> **What you are asked to do**
Restrict the output to the lines below starting at the one that contains "Actor Error Types" and ending at the one that contains "use crate::address::ActorId;", and restate them word for word, both ends included.

> **Extracted data**
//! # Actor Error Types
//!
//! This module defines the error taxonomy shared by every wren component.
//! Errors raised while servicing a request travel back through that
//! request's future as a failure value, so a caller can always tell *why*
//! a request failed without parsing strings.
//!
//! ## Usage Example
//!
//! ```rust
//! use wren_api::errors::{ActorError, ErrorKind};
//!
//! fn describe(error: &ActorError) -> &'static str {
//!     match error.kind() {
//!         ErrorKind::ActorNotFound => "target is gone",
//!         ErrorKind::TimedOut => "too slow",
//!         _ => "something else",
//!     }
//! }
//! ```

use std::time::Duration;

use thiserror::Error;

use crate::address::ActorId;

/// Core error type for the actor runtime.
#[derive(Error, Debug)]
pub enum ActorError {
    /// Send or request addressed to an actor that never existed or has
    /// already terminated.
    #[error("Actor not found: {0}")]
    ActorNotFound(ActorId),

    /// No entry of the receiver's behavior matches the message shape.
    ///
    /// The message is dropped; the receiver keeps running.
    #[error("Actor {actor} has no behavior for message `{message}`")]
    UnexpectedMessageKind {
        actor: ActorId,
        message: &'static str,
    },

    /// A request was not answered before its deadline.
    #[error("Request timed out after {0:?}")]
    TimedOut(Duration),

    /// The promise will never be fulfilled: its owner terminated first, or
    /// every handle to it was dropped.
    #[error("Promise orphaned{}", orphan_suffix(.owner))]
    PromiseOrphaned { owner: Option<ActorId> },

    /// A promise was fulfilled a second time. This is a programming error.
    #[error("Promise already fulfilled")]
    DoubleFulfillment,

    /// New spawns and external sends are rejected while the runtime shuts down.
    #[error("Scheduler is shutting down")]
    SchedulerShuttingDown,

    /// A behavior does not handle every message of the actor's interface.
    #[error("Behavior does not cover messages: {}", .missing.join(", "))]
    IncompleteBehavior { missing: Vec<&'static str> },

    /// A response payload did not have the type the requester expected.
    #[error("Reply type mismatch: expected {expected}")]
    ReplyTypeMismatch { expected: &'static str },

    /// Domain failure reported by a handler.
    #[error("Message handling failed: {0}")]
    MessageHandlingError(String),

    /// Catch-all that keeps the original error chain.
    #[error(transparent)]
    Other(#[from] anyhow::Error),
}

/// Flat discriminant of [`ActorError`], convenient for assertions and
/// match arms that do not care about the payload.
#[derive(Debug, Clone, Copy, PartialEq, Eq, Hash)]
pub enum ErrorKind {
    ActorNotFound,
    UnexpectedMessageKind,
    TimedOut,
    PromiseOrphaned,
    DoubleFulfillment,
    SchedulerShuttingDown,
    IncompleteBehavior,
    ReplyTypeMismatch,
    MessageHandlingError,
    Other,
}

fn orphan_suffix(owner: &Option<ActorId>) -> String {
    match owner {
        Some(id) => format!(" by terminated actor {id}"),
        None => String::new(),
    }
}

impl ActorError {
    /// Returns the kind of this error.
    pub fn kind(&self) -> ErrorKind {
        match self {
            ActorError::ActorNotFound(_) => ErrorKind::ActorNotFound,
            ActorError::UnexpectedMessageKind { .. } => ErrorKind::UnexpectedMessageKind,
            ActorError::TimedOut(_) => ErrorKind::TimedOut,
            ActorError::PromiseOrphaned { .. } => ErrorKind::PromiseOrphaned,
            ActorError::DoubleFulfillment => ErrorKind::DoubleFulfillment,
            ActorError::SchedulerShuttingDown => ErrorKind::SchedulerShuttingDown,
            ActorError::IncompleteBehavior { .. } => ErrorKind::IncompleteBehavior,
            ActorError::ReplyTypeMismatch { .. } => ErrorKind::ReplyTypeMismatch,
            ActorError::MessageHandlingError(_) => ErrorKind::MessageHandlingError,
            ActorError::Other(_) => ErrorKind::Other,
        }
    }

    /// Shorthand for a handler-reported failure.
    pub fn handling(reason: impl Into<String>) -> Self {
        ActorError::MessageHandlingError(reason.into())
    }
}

...

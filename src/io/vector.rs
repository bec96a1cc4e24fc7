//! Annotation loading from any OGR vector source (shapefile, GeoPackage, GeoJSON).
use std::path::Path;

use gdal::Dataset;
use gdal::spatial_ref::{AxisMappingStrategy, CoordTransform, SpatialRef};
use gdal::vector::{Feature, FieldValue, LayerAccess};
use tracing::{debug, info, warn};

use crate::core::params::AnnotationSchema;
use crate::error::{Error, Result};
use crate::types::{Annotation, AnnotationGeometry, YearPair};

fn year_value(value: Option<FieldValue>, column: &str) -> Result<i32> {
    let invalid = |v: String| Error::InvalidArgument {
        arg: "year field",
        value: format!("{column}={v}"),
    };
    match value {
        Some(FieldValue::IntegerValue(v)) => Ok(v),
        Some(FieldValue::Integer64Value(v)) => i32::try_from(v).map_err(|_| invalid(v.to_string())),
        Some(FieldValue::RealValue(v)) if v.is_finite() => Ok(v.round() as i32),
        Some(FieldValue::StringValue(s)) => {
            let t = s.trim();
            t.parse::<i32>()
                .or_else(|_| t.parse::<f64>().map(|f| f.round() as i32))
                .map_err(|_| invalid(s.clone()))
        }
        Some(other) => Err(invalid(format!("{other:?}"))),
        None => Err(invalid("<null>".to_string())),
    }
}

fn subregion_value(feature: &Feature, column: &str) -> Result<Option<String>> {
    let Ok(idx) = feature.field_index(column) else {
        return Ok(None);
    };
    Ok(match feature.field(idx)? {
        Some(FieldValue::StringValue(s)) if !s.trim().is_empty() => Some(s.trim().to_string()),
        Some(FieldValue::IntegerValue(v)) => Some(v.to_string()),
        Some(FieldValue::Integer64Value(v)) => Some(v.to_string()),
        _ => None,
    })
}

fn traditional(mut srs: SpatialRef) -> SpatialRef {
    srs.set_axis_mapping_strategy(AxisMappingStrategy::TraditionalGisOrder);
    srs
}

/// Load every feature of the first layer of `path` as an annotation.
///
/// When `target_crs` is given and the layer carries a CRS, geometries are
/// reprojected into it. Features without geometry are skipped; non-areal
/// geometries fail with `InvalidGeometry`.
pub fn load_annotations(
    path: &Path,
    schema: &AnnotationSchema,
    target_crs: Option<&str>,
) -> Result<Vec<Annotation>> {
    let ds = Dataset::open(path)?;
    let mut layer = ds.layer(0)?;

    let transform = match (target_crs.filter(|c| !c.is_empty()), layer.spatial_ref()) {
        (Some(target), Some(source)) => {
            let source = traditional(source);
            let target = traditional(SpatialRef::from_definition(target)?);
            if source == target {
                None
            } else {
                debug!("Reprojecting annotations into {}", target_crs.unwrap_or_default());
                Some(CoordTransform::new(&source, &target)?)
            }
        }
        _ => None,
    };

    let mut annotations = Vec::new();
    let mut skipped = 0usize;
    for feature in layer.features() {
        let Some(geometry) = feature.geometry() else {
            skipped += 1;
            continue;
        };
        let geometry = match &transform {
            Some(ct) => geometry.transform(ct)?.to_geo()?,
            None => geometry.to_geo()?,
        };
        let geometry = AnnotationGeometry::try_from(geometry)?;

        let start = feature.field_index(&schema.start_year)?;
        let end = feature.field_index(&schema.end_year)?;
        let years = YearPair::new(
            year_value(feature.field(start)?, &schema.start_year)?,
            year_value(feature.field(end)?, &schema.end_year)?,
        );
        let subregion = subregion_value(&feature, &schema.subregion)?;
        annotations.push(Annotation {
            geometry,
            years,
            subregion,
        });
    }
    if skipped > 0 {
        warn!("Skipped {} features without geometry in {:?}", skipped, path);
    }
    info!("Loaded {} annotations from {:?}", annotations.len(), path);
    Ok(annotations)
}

> **Result**
//! # Actor Error Types
//!
//! This module defines the error taxonomy shared by every wren component.
//! Errors raised while servicing a request travel back through that
//! request's future as a failure value, so a caller can always tell *why*
//! a request failed without parsing strings.
//!
//! ## Usage Example
//!
//! ```rust
//! use wren_api::errors::{ActorError, ErrorKind};
//!
//! fn describe(error: &ActorError) -> &'static str {
//!     match error.kind() {
//!         ErrorKind::ActorNotFound => "target is gone",
//!         ErrorKind::TimedOut => "too slow",
//!         _ => "something else",
//!     }
//! }
//! ```

use std::time::Duration;

use thiserror::Error;

use crate::address::ActorId;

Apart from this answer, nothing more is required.